With current trading significantly ahead of last year and a strong order book
the outlook is very encouraging. The Board looks forward to the future with
confidence.'
- Ends -
For further information on 29 March 2006, please contact:
Ian Scott-Gall, Chief Executive 01488 685500
James Trumper, Group Finance Director 01488 685500
Chairman's Statement
Introduction
I am pleased to report that the Group has had a very successful year and
achieved record profits.
MRC, the US broadcast business, had its best ever year for operating profit,
orders and sales, benefiting from an increase in orders for its core business
and incremental business from the 2GHz re-channelisation programme in the US.
Link Research, acquired in February 2005, has been successfully integrated into
the Group and has made a significant contribution to operating profits. Advent,
the UK satcoms business, achieved a strong increase in order intake in the
second half of the year. Hernis, our specialist marine CCTV business, also had a
record year for order intake and sales, generated by the strong demand for its
market-leading products.
Results for the year
The Group's orders received increased by 92% to £95.50 million (2004 - £49.72
million) whilst revenues increased by 25.4% to £85.07 million (2004 - £67.83
million), including incremental orders and sales from Link of £3.66 million and
£3.67 million respectively.
The Group's adjusted operating profit, being operating profit before the
amortisation of acquired intangibles, impairment of goodwill and rationalisation
costs, increased by 227% to £8.35 million (2004 - £2.55 million). The adjusted
profit margin improved significantly to 9.8% of sales (2004 - 3.8%). The
reported operating profit was £7.14 million (2004 - £0.19 million).

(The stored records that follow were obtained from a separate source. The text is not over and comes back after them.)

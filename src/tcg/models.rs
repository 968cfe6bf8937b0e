//! Normalized catalog entities.
//!
//! Both upstream dialects deserialize into the same types. Field divergence is
//! reconciled while decoding through private `Raw*` shapes, so callers never
//! see which provider answered.

use serde::Deserialize;
use std::cmp::Ordering;

/// Parent series of a set
#[derive(Debug, Clone, PartialEq, Eq, Deserialize)]
pub struct SeriesRef {
    pub id: String,
    pub name: String,
}

/// A set (extension) as listed by a provider
#[derive(Debug, Clone, PartialEq, Deserialize)]
#[serde(from = "RawSet")]
pub struct CatalogSet {
    pub id: String,
    pub name: String,
    pub logo: Option<String>,
    pub symbol: Option<String>,
    pub serie: Option<SeriesRef>,
    /// Free-form, only used for display ordering
    pub release_date: Option<String>,
}

#[derive(Deserialize)]
struct SetImages {
    logo: Option<String>,
    symbol: Option<String>,
}

#[derive(Deserialize)]
#[serde(rename_all = "camelCase")]
struct RawSet {
    id: String,
    #[serde(default)]
    name: String,
    logo: Option<String>,
    symbol: Option<String>,
    images: Option<SetImages>,
    series: Option<String>,
    serie: Option<SeriesRef>,
    release_date: Option<String>,
}

impl From<RawSet> for CatalogSet {
    fn from(raw: RawSet) -> Self {
        let (logo, symbol) = match raw.images {
            Some(images) => (images.logo, images.symbol),
            None => (raw.logo, raw.symbol),
        };

        // A bare series name stands in for both id and name
        let serie = match raw.series {
            Some(name) => Some(SeriesRef {
                id: name.clone(),
                name,
            }),
            None => raw.serie,
        };

        CatalogSet {
            id: raw.id,
            name: raw.name,
            logo,
            symbol,
            serie,
            release_date: raw.release_date,
        }
    }
}

/// Optional Cardmarket price observations
#[derive(Debug, Clone, Default, PartialEq, Deserialize)]
#[serde(rename_all = "camelCase")]
pub struct MarketPriceBundle {
    pub average_sell_price: Option<f64>,
    pub trend_price: Option<f64>,
    pub avg1: Option<f64>,
    pub avg7: Option<f64>,
    pub avg30: Option<f64>,
    pub low_price: Option<f64>,
}

impl MarketPriceBundle {
    /// The single price shown to users: first present field in
    /// averageSellPrice, trendPrice, avg7, avg30, lowPrice, avg1.
    pub fn display_price(&self) -> Option<f64> {
        [
            self.average_sell_price,
            self.trend_price,
            self.avg7,
            self.avg30,
            self.low_price,
            self.avg1,
        ]
        .into_iter()
        .flatten()
        .next()
    }
}

/// Cardmarket block attached to a card
#[derive(Debug, Clone, Default, PartialEq, Deserialize)]
#[serde(rename_all = "camelCase")]
pub struct CardMarket {
    pub url: Option<String>,
    pub updated_at: Option<String>,
    pub prices: Option<MarketPriceBundle>,
}

/// A single card as returned by set listings and searches
#[derive(Debug, Clone, PartialEq, Deserialize)]
#[serde(from = "RawCard")]
pub struct CatalogCard {
    pub id: String,
    pub name: String,
    /// Raw image reference, either an asset stem or a full file URL
    pub image: Option<String>,
    pub local_id: Option<String>,
    pub rarity: Option<String>,
    pub set: Option<CatalogSet>,
    pub cardmarket: Option<CardMarket>,
}

#[derive(Deserialize)]
struct CardImages {
    small: Option<String>,
    large: Option<String>,
}

#[derive(Deserialize)]
#[serde(rename_all = "camelCase")]
struct RawCard {
    #[serde(default)]
    id: String,
    name: String,
    image: Option<String>,
    images: Option<CardImages>,
    local_id: Option<String>,
    number: Option<String>,
    rarity: Option<String>,
    set: Option<CatalogSet>,
    cardmarket: Option<CardMarket>,
}

impl From<RawCard> for CatalogCard {
    fn from(raw: RawCard) -> Self {
        let image = raw
            .image
            .or_else(|| raw.images.and_then(|images| images.large.or(images.small)));

        CatalogCard {
            id: raw.id,
            name: raw.name,
            image,
            local_id: raw.local_id.or(raw.number),
            rarity: raw.rarity,
            set: raw.set,
            cardmarket: raw.cardmarket,
        }
    }
}

impl CatalogCard {
    /// Fetchable image URL, if the card has an image reference
    pub fn image_url(&self) -> Option<String> {
        self.image.as_deref().map(complete_image_url)
    }

    /// Display price from the Cardmarket bundle
    pub fn market_price(&self) -> Option<f64> {
        self.cardmarket
            .as_ref()
            .and_then(|market| market.prices.as_ref())
            .and_then(MarketPriceBundle::display_price)
    }
}

/// Turn an image reference into a URL. References already ending in `.jpg`
/// or `.png` are kept; anything else is an asset stem and gets `/high.png`.
pub fn complete_image_url(raw: &str) -> String {
    if raw.ends_with(".jpg") || raw.ends_with(".png") {
        raw.to_string()
    } else {
        format!("{}/high.png", raw)
    }
}

/// Order sets newest first for display; undated sets go last
pub fn sort_sets_by_release(sets: &mut [CatalogSet]) {
    sets.sort_by(|a, b| match (&a.release_date, &b.release_date) {
        (Some(left), Some(right)) => right.cmp(left),
        (Some(_), None) => Ordering::Less,
        (None, Some(_)) => Ordering::Greater,
        (None, None) => Ordering::Equal,
    });
}

#[cfg(test)]
#[path = "models_tests.rs"]
mod tests;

Pre-tax profit rose to £6.36 million (2004 - £0.31 million loss) and our return
on capital employed was 21.0% (2004 - 9.3%). The Group's cash generation in the
year was strong and the Group ended the year with net cash of £2.16 million
(2004 - net debt of £ 2.35 million).
This outstanding performance was achieved while continuing to invest for the
future, with our research and development costs increasing to 5.8% of sales
(2004 - 4.5%).
Earnings and dividends per share
Adjusted earnings per share increased 173% to 3.30 pence (2004 - 1.21 pence) and
basic earnings per share were 2.66 pence (2004 - 1.12 pence loss). As a result
of our increased profitability and stronger cash position, the Board is pleased
to recommend a significantly increased full-year dividend up by 150% to 0.50
pence per share (2004 - 0.20 pence).
Business strategy
The security challenges around the world have resulted in an increased demand
for our marine CCTV, microwave and satellite technologies that have military,
public safety, security and disaster recovery applications. The Group's strategy
is to maintain its strong position in existing professional television and
marine CCTV markets, whilst continuing to develop its sales channels into the
worldwide military, government and security markets to provide organic growth.
We will continue to evolve our product offering to meet the specific needs of
these new growth markets, including IP enabled communications and video
surveillance systems. The new product development programmes are expected to
deliver market-leading products with built-in upgrade capabilities to secure
future revenue streams and extended product life cycles.
Within the broadcast business the acquisition of Link Research has secured the
intellectual property rights that are used in both MRC's and Advent's products.
Towards the end of 2005 Link launched its market leading low delay, high
definition (HD), wireless camera system. The transition to HD within
professional television markets will create future growth opportunities for the
Group beyond the US standard definition 2GHz re-channelisation programme.
Employees
I would like to thank the Board, management and employees for their outstanding
contributions to a very successful year.
Outlook
We believe the Group is well placed to meet the growth opportunities in its
established professional television and marine security markets. With current
trading significantly ahead of last year and a strong order book the outlook is
very encouraging. The Board looks forward to the future with confidence.
ALR Morton
Chairman
29 March 2006
Operating and Financial Review
for the year ended 31 December 2005
Business Overview
Description of businesses and markets
The principal activities of the Group comprise two technology businesses. These
are the broadcast business and the marine CCTV business. The Group has net
assets of £37.8 million and employs around 350 people.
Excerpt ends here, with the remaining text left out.